The seven Finding variants

Every line in a miner run is one of seven Finding::* arms (crates/miner-core/src/findings/mod.rs line 545), discriminated by the top-level "kind" field via #[serde(tag = "kind", rename_all = "snake_case")]:

  • RunStart — first line of every run; carries run_id, started_at_utc, miner_version, code_revision, and the resolved request blob (the fully-defaulted invocation).
  • Result — the headline payload. One envelope per (scan x instrument(s) x timeframe x window x param-point). Carries all locked envelope fields plus the per-scan effect block.
  • ScanError — mid-run scan failure. Preflight passed but Scan::run errored, the kernel rejected inputs, or computation produced an unrecoverable result. The run continues; only the offending job is lost.
  • GapAborted — strict gap policy fired and aborted before any Result was emitted on this slice; carries the full gap manifest so consumers can see what was missing.
  • DryRun — emitted only under --dry-run. Carries the planned data_slice plus estimated_findings_count and (for miner sweep --dry-run) the planned_job_count.
  • SweepSummary — last data line of a miner sweep invocation, emitted immediately before RunEnd. Carries SweepTotals plus per-family FdrFamilySummary entries with Benjamini-Hochberg-adjusted q-values.
  • RunEnd — final line of every run. Carries ended_at_utc, wall_clock_ms, and the aggregate RunSummary { results_emitted, scan_errors, gap_aborted, per_scan }.

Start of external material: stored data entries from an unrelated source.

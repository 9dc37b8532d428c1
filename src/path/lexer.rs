//! Tokenizes a RecordPath source string into a flat token sequence.
//!
//! A lazy, one-token-at-a-time reader suits an ambiguous, keyword-heavy SQL
//! grammar; RecordPath sources are short path expressions, so tokenizing
//! eagerly into a `Vec<Token>` up front is simpler and costs nothing
//! measurable.

use crate::err::Error;

#[derive(Clone, Debug, PartialEq)]
pub enum TokenKind {
	Slash,
	DoubleSlash,
	Dot,
	DoubleDot,
	LBracket,
	RBracket,
	LParen,
	RParen,
	Comma,
	Star,
	Number(f64),
	StringLiteral(String),
	Ident(String),
	Eq,
	Ne,
	Lt,
	Le,
	Gt,
	Ge,
	Eof,
}

#[derive(Clone, Debug, PartialEq)]
pub struct Token {
	pub kind: TokenKind,
	/// Byte offset of the first character of this token in the source.
	pub offset: usize,
}

/// Tokenizes `source`, skipping whitespace between tokens (but not inside
/// string literals). Unterminated strings and unknown characters fail with
/// `Error::PathSyntax` carrying the offending offset.
pub fn lex(source: &str) -> Result<Vec<Token>, Error> {
	let chars: Vec<char> = source.chars().collect();
	let mut tokens = Vec::new();
	let mut i = 0usize;

	while i < chars.len() {
		let c = chars[i];
		if c.is_whitespace() {
			i += 1;
			continue;
		}
		let start = i;
		match c {
			'/' => {
				if chars.get(i + 1) == Some(&'/') {
					tokens.push(Token {
						kind: TokenKind::DoubleSlash,
						offset: start,
					});
					i += 2;
				} else {
					tokens.push(Token {
						kind: TokenKind::Slash,
						offset: start,
					});
					i += 1;
				}
			}
			'.' => {
				if chars.get(i + 1) == Some(&'.') {
					tokens.push(Token {
						kind: TokenKind::DoubleDot,
						offset: start,
					});
					i += 2;
				} else {
					tokens.push(Token {
						kind: TokenKind::Dot,
						offset: start,
					});
					i += 1;
				}
			}
			'[' => {
				tokens.push(Token {
					kind: TokenKind::LBracket,
					offset: start,
				});
				i += 1;
			}
			']' => {
				tokens.push(Token {
					kind: TokenKind::RBracket,
					offset: start,
				});
				i += 1;
			}
			'(' => {
				tokens.push(Token {
					kind: TokenKind::LParen,
					offset: start,
				});
				i += 1;
			}
			')' => {
				tokens.push(Token {
					kind: TokenKind::RParen,
					offset: start,
				});
				i += 1;
			}
			',' => {
				tokens.push(Token {
					kind: TokenKind::Comma,
					offset: start,
				});
				i += 1;
			}
			'*' => {
				tokens.push(Token {
					kind: TokenKind::Star,
					offset: start,
				});
				i += 1;
			}
			'=' => {
				tokens.push(Token {
					kind: TokenKind::Eq,
					offset: start,
				});
				i += 1;
			}
			'!' if chars.get(i + 1) == Some(&'=') => {
				tokens.push(Token {
					kind: TokenKind::Ne,
					offset: start,
				});
				i += 2;
			}
			'<' => {
				if chars.get(i + 1) == Some(&'=') {
					tokens.push(Token {
						kind: TokenKind::Le,
						offset: start,
					});
					i += 2;
				} else {
					tokens.push(Token {
						kind: TokenKind::Lt,
						offset: start,
					});
					i += 1;
				}
			}
			'>' => {
				if chars.get(i + 1) == Some(&'=') {
					tokens.push(Token {
						kind: TokenKind::Ge,
						offset: start,
					});
					i += 2;
				} else {
					tokens.push(Token {
						kind: TokenKind::Gt,
						offset: start,
					});
					i += 1;
				}
			}
			'\'' | '"' => {
				let (s, consumed) = lex_string(&chars, i)?;
				tokens.push(Token {
					kind: TokenKind::StringLiteral(s),
					offset: start,
				});
				i = consumed;
			}
			c if c.is_ascii_digit() || (c == '-' && chars.get(i + 1).is_some_and(|n| n.is_ascii_digit())) => {
				let (n, consumed) = lex_number(&chars, i);
				tokens.push(Token {
					kind: TokenKind::Number(n),
					offset: start,
				});
				i = consumed;
			}
			c if is_ident_start(c) => {
				let (s, consumed) = lex_ident(&chars, i);
				tokens.push(Token {
					kind: TokenKind::Ident(s),
					offset: start,
				});
				i = consumed;
			}
			other => {
				return Err(Error::syntax(start, format!("unexpected character {other:?}")));
			}
		}
	}

	tokens.push(Token {
		kind: TokenKind::Eof,
		offset: chars.len(),
	});
	Ok(tokens)
}

fn is_ident_start(c: char) -> bool {
	c.is_alphabetic() || c == '_'
}

fn is_ident_continue(c: char) -> bool {
	c.is_alphanumeric() || c == '_'
}

fn lex_ident(chars: &[char], start: usize) -> (String, usize) {
	let mut i = start + 1;
	while i < chars.len() && is_ident_continue(chars[i]) {
		i += 1;
	}
	(chars[start..i].iter().collect(), i)
}

fn lex_number(chars: &[char], start: usize) -> (f64, usize) {
	let mut i = start;
	if chars[i] == '-' {
		i += 1;
	}
	while i < chars.len() && chars[i].is_ascii_digit() {
		i += 1;
	}
	// A `.` here is only part of the number if it's not the start of a `..`
	// range token, i.e. it must be followed by another digit.
	if chars.get(i) == Some(&'.') && chars.get(i + 1).is_some_and(|c| c.is_ascii_digit()) {
		i += 1;
		while i < chars.len() && chars[i].is_ascii_digit() {
			i += 1;
		}
	}
	let text: String = chars[start..i].iter().collect();
	(text.parse().unwrap_or(0.0), i)
}

fn lex_string(chars: &[char], start: usize) -> Result<(String, usize), Error> {
	let quote = chars[start];
	let mut i = start + 1;
	let mut out = String::new();
	loop {
		match chars.get(i) {
			None => return Err(Error::syntax(start, "unterminated string literal")),
			Some(&'\\') => match chars.get(i + 1) {
				Some(&'\\') => {
					out.push('\\');
					i += 2;
				}
				Some(&'\'') => {
					out.push('\'');
					i += 2;
				}
				Some(&'"') => {
					out.push('"');
					i += 2;
				}
				Some(&'n') => {
					out.push('\n');
					i += 2;
				}
				Some(&'t') => {
					out.push('\t');
					i += 2;
				}
				Some(&'r') => {
					out.push('\r');
					i += 2;
				}
				Some(&other) => {
					return Err(Error::syntax(i, format!("invalid escape character {other:?}")));
				}
				None => return Err(Error::syntax(start, "unterminated string literal")),
			},
			Some(&c) if c == quote => {
				i += 1;
				break;
			}
			Some(&c) => {
				out.push(c);
				i += 1;
			}
		}
	}
	Ok((out, i))
}

#[cfg(test)]
mod tests {
	use super::*;

	#[test]
	fn lexes_a_simple_child_path() {
		let tokens = lex("/numbers[3,6,-1,-2]").unwrap();
		assert_eq!(
			tokens.iter().map(|t| t.kind.clone()).collect::<Vec<_>>(),
			vec![
				TokenKind::Slash,
				TokenKind::Ident("numbers".into()),
				TokenKind::LBracket,
				TokenKind::Number(3.0),
				TokenKind::Comma,
				TokenKind::Number(6.0),
				TokenKind::Comma,
				TokenKind::Number(-1.0),
				TokenKind::Comma,
				TokenKind::Number(-2.0),
				TokenKind::RBracket,
				TokenKind::Eof,
			]
		);
	}

	#[test]
	fn lexes_quoted_string_with_escapes() {
		let tokens = lex(r#"['a\'b']"#).unwrap();
		assert_eq!(tokens[1].kind, TokenKind::StringLiteral("a'b".into()));
	}

	#[test]
	fn unterminated_string_is_syntax_error() {
		let err = lex("['abc").unwrap_err();
		assert!(matches!(err, Error::PathSyntax { .. }));
	}

	#[test]
	fn range_token_inside_brackets() {
		let tokens = lex("[0..-1]").unwrap();
		assert_eq!(
			tokens.iter().map(|t| t.kind.clone()).collect::<Vec<_>>(),
			vec![
				TokenKind::LBracket,
				TokenKind::Number(0.0),
				TokenKind::DoubleDot,
				TokenKind::Number(-1.0),
				TokenKind::RBracket,
				TokenKind::Eof,
			]
		);
	}
}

Three of the seven (Result, ScanError, GapAborted) carry the locked envelope fields. The four framing-like variants (RunStart, RunEnd, DryRun, SweepSummary) intentionally do NOT carry them — framing records identify the run, not a particular scan-on-instrument result.

Stream order

The order of finding kinds within a single run is contractual:

  1. Exactly one RunStart opens the stream.
  2. Zero or more Result / ScanError / GapAborted envelopes interleave (in rayon-deterministic order for sweeps — see sweep::executor::run_sweep).
  3. For miner sweep only, exactly one SweepSummary follows the last result-bearing envelope.
  4. Exactly one RunEnd closes the stream.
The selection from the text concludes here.